The statute of limitations limits the amount of time a person alleging medical malpractice has to file a lawsuit against health care providers. In Idaho, the normal statute of limitations for a malpractice claim is two years from injury. Where the claim arises from a foreign object left in a patient's body, the statute of limitations is one year from reasonable discovery or two years from the date of injury, whichever is later. For injuries to minors, the claim must be brought within six years of the date of the act or omission alleged to have caused the injury, or within two years of the minor's eighteenth birthday, whichever occurs sooner.

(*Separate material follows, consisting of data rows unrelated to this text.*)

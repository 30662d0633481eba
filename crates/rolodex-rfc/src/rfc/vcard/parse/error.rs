//! vCard parse error types.

use thiserror::Error;

/// Result type for vCard parsing operations.
pub type ParseResult<T> = Result<T, ParseError>;

/// A line that does not match the content-line grammar.
#[derive(Error, Debug, Clone, PartialEq, Eq)]
#[error("line {line}: could not parse line: {reason}")]
pub struct LexError {
    /// Logical (unfolded) line number, 1-based.
    pub line: usize,
    pub reason: String,
}

impl LexError {
    #[must_use]
    pub fn new(line: usize, reason: impl Into<String>) -> Self {
        Self {
            line,
            reason: reason.into(),
        }
    }
}

/// An error that aborted parsing.
#[derive(Error, Debug, Clone, PartialEq, Eq)]
#[error("line {line}: {kind}: {message}")]
pub struct ParseError {
    pub kind: ParseErrorKind,
    /// Logical (unfolded) line number, 1-based; 0 when not tied to a line.
    pub line: usize,
    pub message: String,
}

impl ParseError {
    /// Creates a new parse error.
    #[must_use]
    pub fn new(kind: ParseErrorKind, line: usize, message: impl Into<String>) -> Self {
        Self {
            kind,
            line,
            message: message.into(),
        }
    }

    /// Creates a BEGIN/END or required-property error.
    #[must_use]
    pub fn structural(line: usize, message: impl Into<String>) -> Self {
        Self::new(ParseErrorKind::Structural, line, message)
    }

    /// Creates an error for a repeated single-instance property or parameter.
    #[must_use]
    pub fn duplicate(line: usize, message: impl Into<String>) -> Self {
        Self::new(ParseErrorKind::Duplicate, line, message)
    }

    /// Creates an invalid value error.
    #[must_use]
    pub fn invalid_value(line: usize, message: impl Into<String>) -> Self {
        Self::new(ParseErrorKind::Value, line, message)
    }
}

impl From<LexError> for ParseError {
    fn from(err: LexError) -> Self {
        Self::new(
            ParseErrorKind::Lex,
            err.line,
            format!("could not parse line: {}", err.reason),
        )
    }
}

/// The kind of parse error.
#[derive(Error, Debug, Clone, Copy, PartialEq, Eq)]
pub enum ParseErrorKind {
    /// Line does not match the content-line grammar.
    #[error("lex error")]
    Lex,
    /// BEGIN/END misuse, unterminated card, or missing required property.
    #[error("structural error")]
    Structural,
    /// Single-instance property or parameter repeated.
    #[error("duplicate")]
    Duplicate,
    /// Value or parameter fails its shape or enumeration.
    #[error("invalid value")]
    Value,
    /// Input exceeds the configured size limit.
    #[error("input too large")]
    TooLarge,
}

Additional rules affecting malpractice litigation in the State of Idaho include:
Pretrial Screening of Malpractice Cases
Before a medical malpractice case may be filed, Idaho requires that the case go through prelitigation screening through a system managed by the Idaho State Board of Medicine. The screening process is informal in nature, and the result is nonbinding. At least one panel member must be a licensed attorney, and the panel must include at least one licensed physician. For claims against hospitals, the panel must include at least one additional member who at the time of the screening is serving administrator of a licensed acute care general hospital within the state of Idaho. The members of the panel must select by unanimous decision a layperson panelist, an adult citizen of Idaho who is not a lawyer, doctor or hospital employee.

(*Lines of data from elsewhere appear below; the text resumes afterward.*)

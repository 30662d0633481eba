//! vCard core types (RFC 6350).
//!
//! - [`VCard`] - Complete, validated vCard
//! - [`VCardBuilder`] - Card under construction between BEGIN and END
//! - [`Property`] - Property value with its decoded parameters
//! - [`Parameters`] - Decoded parameters
//! - [`PropertyName`] - Every property RFC 6350 defines
//!
//! ## Structured Types
//!
//! - [`StructuredName`] - N property
//! - [`Address`] - ADR property
//! - [`Organization`] - ORG property
//! - [`Gender`] - GENDER property
//! - [`ClientPidMap`] - CLIENTPIDMAP property

mod parameter;
mod property;
mod structured;
mod vcard;

pub use parameter::{Parameters, RawParameter, ValueType, is_x_name, types};
pub use property::{Allow, ParamSpec, Property, PropertyName};
pub use structured::{Address, ClientPidMap, Gender, Kind, Organization, Sex, StructuredName};
pub use vcard::{VCard, VCardBuilder};
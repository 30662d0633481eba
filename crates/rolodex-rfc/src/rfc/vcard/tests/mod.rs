mod fixtures;
// src/pipeline/mod.rs

pub mod broadcast;
pub mod frame_publisher;
pub mod metrics;
pub mod plate_log;
pub mod state_store;

pub use broadcast::{SnapshotBroadcaster, Subscription};
pub use frame_publisher::{EncodedFrame, FramePublisher};
pub use metrics::{MetricsSummary, MonitorMetrics};
pub use plate_log::PlateEventLog;
pub use state_store::SpotStateStore;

At the conclusion of the process the panel must prepare a unanimous report, or majority and minority reports, and the reports must include findings on the merits of the dispute. If the panel is unanimous in its findings in relation to an amount of damages that should be awarded to a claimaint, they may advise the parties and certain other affected entities of that finding.
Medical Expert Witness Restrictions
Expert testimony is required to be submitted in malpractice claims alleging injury as a result of the provision of or failure to provide health care services, or any matter incidental or related to such a claim. An expert's testimony is admissible only if a proper foundation is laid, including establishment that the expert witness possesses professional knowledge and expertise coupled with actual knowledge of the community standard applicable to the claim to which the expert opinion testimony is addressed.
An apology law prevents a plaintiff from using an apologetic or concilatory statement made by a defendant as evidence of the defendant's liability. Idaho has a broad rule that excludes from evidence in a malpractice case any statements, affirmations, gestures or conduct expressing apology, sympathy, commiseration, condolence, compassion, or a general sense of benevolence, including any accompanying explanation. However, a statement of fault that is otherwise admissible remains admissible, even if made within an excludable statement of apology.
If you believe that you have been injured by medical malpractice, a lawyer can help you by reviewing the facts and medical records of your case to determine if you have a viable case under the laws of your state. Medical malpractice cases are complex, and are very costly to litigate. Medical malpractice lawyers working on contingency fees will advance the cost of litigation, recovering those costs from the eventual verdict or settlement. A malpractice lawyer should be aware of changes in the law, and can help you avoid missing a filing deadline.